The warmth of the people and the optimistic attitude is contagious, and the intimate ‘up close and personal’ style has always been the hallmark of the conference. For that, one has to applaud the fine work that CCTA puts into the event, drawing together operators, vendors, programmers, solution providers, marketers, and technologists alike — and this year, over 270 attendees and 80-some exhibitors.

The region is forward-looking indeed, as the Caribbean is poised for major growth in the broadband and telecom industry. But charting its own course forward in a region that shares many similarities with other parts of the world, while still maintaining its own unique characteristics, presents both opportunities and challenges. After all, it’s a region that encompasses over 30 islands and island nations or territories.
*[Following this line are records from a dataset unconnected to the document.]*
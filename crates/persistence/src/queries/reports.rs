// Copyright (C) 2026 Fred Clausen
// Use of this source code is governed by an MIT-style
// license that can be found in the LICENSE file or at
// https://opensource.org/licenses/MIT.

//! Aggregations behind the admin reports.

use std::collections::HashMap;

use diesel::SqliteConnection;
use diesel::dsl::{count_star, max};
use diesel::prelude::*;
use serde::Serialize;

use crate::data_models::{CountRow, RepatriantSummary, join_name};
use crate::diesel_schema::{
    action_log, children, event_records, family_members, housing_records, other_records,
    repatriants, social_help_records,
};
use crate::error::PersistenceError;

/// Number of rows in the "top" origin and nationality lists.
pub const TOP_LIMIT: i64 = 10;

/// Repatriants with at least this many children count as large families.
pub const LARGE_FAMILY_CHILDREN: i64 = 3;

/// `(id, file_code, surname, given_name, patronymic)`
type SummaryRow = (
    i64,
    Option<String>,
    Option<String>,
    Option<String>,
    Option<String>,
);

/// Label used for rows where the grouped column is empty.
const UNSPECIFIED: &str = "НЕ УКАЗАНО";

/// Non-deleted case-note counts per kind.
#[derive(Debug, Clone, Copy, PartialEq, Eq, Default, Serialize)]
pub struct CaseNoteCounts {
    pub housing_records: i64,
    pub social_help_records: i64,
    pub event_records: i64,
    pub other_records: i64,
}

/// Audit activity of one username.
#[derive(Debug, Clone, PartialEq, Eq, Serialize)]
pub struct UserActivity {
    pub username: String,
    pub actions: i64,
    pub last_action_on: String,
    pub last_action_at: String,
}

fn into_count_rows(rows: Vec<(Option<String>, i64)>) -> Vec<CountRow> {
    rows.into_iter()
        .map(|(value, count)| CountRow {
            value: value
                .filter(|v| !v.trim().is_empty())
                .unwrap_or_else(|| UNSPECIFIED.to_string()),
            count,
        })
        .collect()
}

/// Counts of active case notes per kind.
///
/// # Errors
///
/// Returns an error if the database query fails.
pub fn case_note_counts(conn: &mut SqliteConnection) -> Result<CaseNoteCounts, PersistenceError> {
    Ok(CaseNoteCounts {
        housing_records: housing_records::table
            .filter(housing_records::is_deleted.eq(false))
            .count()
            .get_result(conn)?,
        social_help_records: social_help_records::table
            .filter(social_help_records::is_deleted.eq(false))
            .count()
            .get_result(conn)?,
        event_records: event_records::table
            .filter(event_records::is_deleted.eq(false))
            .count()
            .get_result(conn)?,
        other_records: other_records::table
            .filter(other_records::is_deleted.eq(false))
            .count()
            .get_result(conn)?,
    })
}

/// Repatriants per sex.
///
/// # Errors
///
/// Returns an error if the database query fails.
pub fn repatriants_by_sex(conn: &mut SqliteConnection) -> Result<Vec<CountRow>, PersistenceError> {
    let rows: Vec<(Option<String>, i64)> = repatriants::table
        .group_by(repatriants::sex)
        .select((repatriants::sex, count_star()))
        .order(count_star().desc())
        .load(conn)?;
    Ok(into_count_rows(rows))
}

/// Repatriants per family status.
///
/// # Errors
///
/// Returns an error if the database query fails.
pub fn repatriants_by_family_status(
    conn: &mut SqliteConnection,
) -> Result<Vec<CountRow>, PersistenceError> {
    let rows: Vec<(Option<String>, i64)> = repatriants::table
        .group_by(repatriants::family_status)
        .select((repatriants::family_status, count_star()))
        .order(count_star().desc())
        .load(conn)?;
    Ok(into_count_rows(rows))
}

/// The most common places repatriants arrived from.
///
/// # Errors
///
/// Returns an error if the database query fails.
pub fn top_origins(conn: &mut SqliteConnection) -> Result<Vec<CountRow>, PersistenceError> {
    let rows: Vec<(Option<String>, i64)> = repatriants::table
        .filter(repatriants::arrived_from.is_not_null())
        .group_by(repatriants::arrived_from)
        .select((repatriants::arrived_from, count_star()))
        .order(count_star().desc())
        .limit(TOP_LIMIT)
        .load(conn)?;
    Ok(into_count_rows(rows))
}

/// The most common nationalities.
///
/// # Errors
///
/// Returns an error if the database query fails.
pub fn top_nationalities(conn: &mut SqliteConnection) -> Result<Vec<CountRow>, PersistenceError> {
    let rows: Vec<(Option<String>, i64)> = repatriants::table
        .filter(repatriants::nationality.is_not_null())
        .group_by(repatriants::nationality)
        .select((repatriants::nationality, count_star()))
        .order(count_star().desc())
        .limit(TOP_LIMIT)
        .load(conn)?;
    Ok(into_count_rows(rows))
}

/// Active social help records per help type.
///
/// The custom type wins over the generic one when it is filled in.
///
/// # Errors
///
/// Returns an error if the database query fails.
pub fn help_type_counts(conn: &mut SqliteConnection) -> Result<Vec<CountRow>, PersistenceError> {
    let rows: Vec<(String, Option<String>)> = social_help_records::table
        .filter(social_help_records::is_deleted.eq(false))
        .select((
            social_help_records::help_type,
            social_help_records::custom_help_type,
        ))
        .load(conn)?;

    let mut counts: HashMap<String, i64> = HashMap::new();
    for (help_type, custom_help_type) in rows {
        let label: String = custom_help_type
            .filter(|custom| !custom.trim().is_empty())
            .unwrap_or(help_type);
        *counts.entry(label).or_insert(0) += 1;
    }

    let mut result: Vec<CountRow> = counts
        .into_iter()
        .map(|(value, count)| CountRow { value, count })
        .collect();
    result.sort_by(|a, b| b.count.cmp(&a.count).then_with(|| a.value.cmp(&b.value)));
    Ok(result)
}

/// Active event records per event type.
///
/// # Errors
///
/// Returns an error if the database query fails.
pub fn event_type_counts(conn: &mut SqliteConnection) -> Result<Vec<CountRow>, PersistenceError> {
    let rows: Vec<(Option<String>, i64)> = event_records::table
        .filter(event_records::is_deleted.eq(false))
        .group_by(event_records::event_type)
        .select((event_records::event_type, count_star()))
        .order(count_star().desc())
        .load(conn)?;
    Ok(into_count_rows(rows))
}

/// Number of logged actions per username, most active first.
///
/// # Errors
///
/// Returns an error if the database query fails.
pub fn user_activity(conn: &mut SqliteConnection) -> Result<Vec<UserActivity>, PersistenceError> {
    let totals: Vec<(String, i64, Option<i64>)> = action_log::table
        .group_by(action_log::username)
        .select((action_log::username, count_star(), max(action_log::log_id)))
        .order(count_star().desc())
        .load(conn)?;

    let last_ids: Vec<i64> = totals.iter().filter_map(|(_, _, id)| *id).collect();
    let last_entries: HashMap<i64, (String, String)> = action_log::table
        .filter(action_log::log_id.eq_any(&last_ids))
        .select((action_log::log_id, action_log::logged_on, action_log::logged_at))
        .load::<(i64, String, String)>(conn)?
        .into_iter()
        .map(|(id, on, at)| (id, (on, at)))
        .collect();

    Ok(totals
        .into_iter()
        .map(|(username, actions, last_id)| {
            let (last_action_on, last_action_at) = last_id
                .and_then(|id| last_entries.get(&id).cloned())
                .unwrap_or_default();
            UserActivity {
                username,
                actions,
                last_action_on,
                last_action_at,
            }
        })
        .collect())
}

/// Repatriants with at least [`LARGE_FAMILY_CHILDREN`] children, with their
/// child count.
///
/// # Errors
///
/// Returns an error if the database query fails.
pub fn large_families(
    conn: &mut SqliteConnection,
) -> Result<Vec<(RepatriantSummary, i64)>, PersistenceError> {
    let counts: Vec<(i64, i64)> = children::table
        .group_by(children::repatriant_id)
        .select((children::repatriant_id, count_star()))
        .having(count_star().ge(LARGE_FAMILY_CHILDREN))
        .order(count_star().desc())
        .load(conn)?;

    let ids: Vec<i64> = counts.iter().map(|(id, _)| *id).collect();
    let summaries: HashMap<i64, RepatriantSummary> = summaries_for(conn, &ids)?;

    Ok(counts
        .into_iter()
        .filter_map(|(id, count)| summaries.get(&id).cloned().map(|s| (s, count)))
        .collect())
}

/// Repatriants without any child or family member rows.
///
/// # Errors
///
/// Returns an error if the database query fails.
pub fn repatriants_without_dependents(
    conn: &mut SqliteConnection,
) -> Result<Vec<RepatriantSummary>, PersistenceError> {
    let ids: Vec<i64> = repatriants::table
        .filter(repatriants::repatriant_id.ne_all(children::table.select(children::repatriant_id)))
        .filter(
            repatriants::repatriant_id
                .ne_all(family_members::table.select(family_members::repatriant_id)),
        )
        .order(repatriants::repatriant_id.desc())
        .select(repatriants::repatriant_id)
        .load(conn)?;

    let summaries: HashMap<i64, RepatriantSummary> = summaries_for(conn, &ids)?;
    Ok(ids
        .into_iter()
        .filter_map(|id| summaries.get(&id).cloned())
        .collect())
}

fn summaries_for(
    conn: &mut SqliteConnection,
    ids: &[i64],
) -> Result<HashMap<i64, RepatriantSummary>, PersistenceError> {
    let rows: Vec<SummaryRow> = repatriants::table
        .filter(repatriants::repatriant_id.eq_any(ids))
        .select((
            repatriants::repatriant_id,
            repatriants::file_code,
            repatriants::surname,
            repatriants::given_name,
            repatriants::patronymic,
        ))
        .load(conn)?;

    Ok(rows
        .into_iter()
        .map(|(repatriant_id, file_code, surname, given_name, patronymic)| {
            (
                repatriant_id,
                RepatriantSummary {
                    repatriant_id,
                    file_code,
                    full_name: join_name(&[
                        surname.as_deref(),
                        given_name.as_deref(),
                        patronymic.as_deref(),
                    ]),
                },
            )
        })
        .collect())
}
Here are the key broadband and communication trends going on in the Caribbean right now:

  • Much attention and effort has been focused on building the broadband infrastructure of tomorrow. Operators are investing in new technologies, upgrading existing networks, and deploying next-generation OSS/BSS management systems. In a region characterized by predominantly pre-paid services and cash-driven commercial transactions, frequent service activations, suspensions, and re-activations put extra demand on business support systems such as service activation and billing. The dynamic nature of service operation is unique to this region in many ways.
  • Operators’ eyes are on their customers, and on servicing residential subscribers’ needs for communication and entertainment. The broadband pipe is becoming increasingly critical as a hub of daily life: people at home or on the go want access to information and the ability to stay connected anywhere. In addition, there are under-served business customers putting even more demand on broadband networks for speed, agility, and reliability.
  • The industry is clearly consolidating. Major players, like Digicel and Lime, are expanding and investing, seeking an economy of scale and gaining early mover advantage.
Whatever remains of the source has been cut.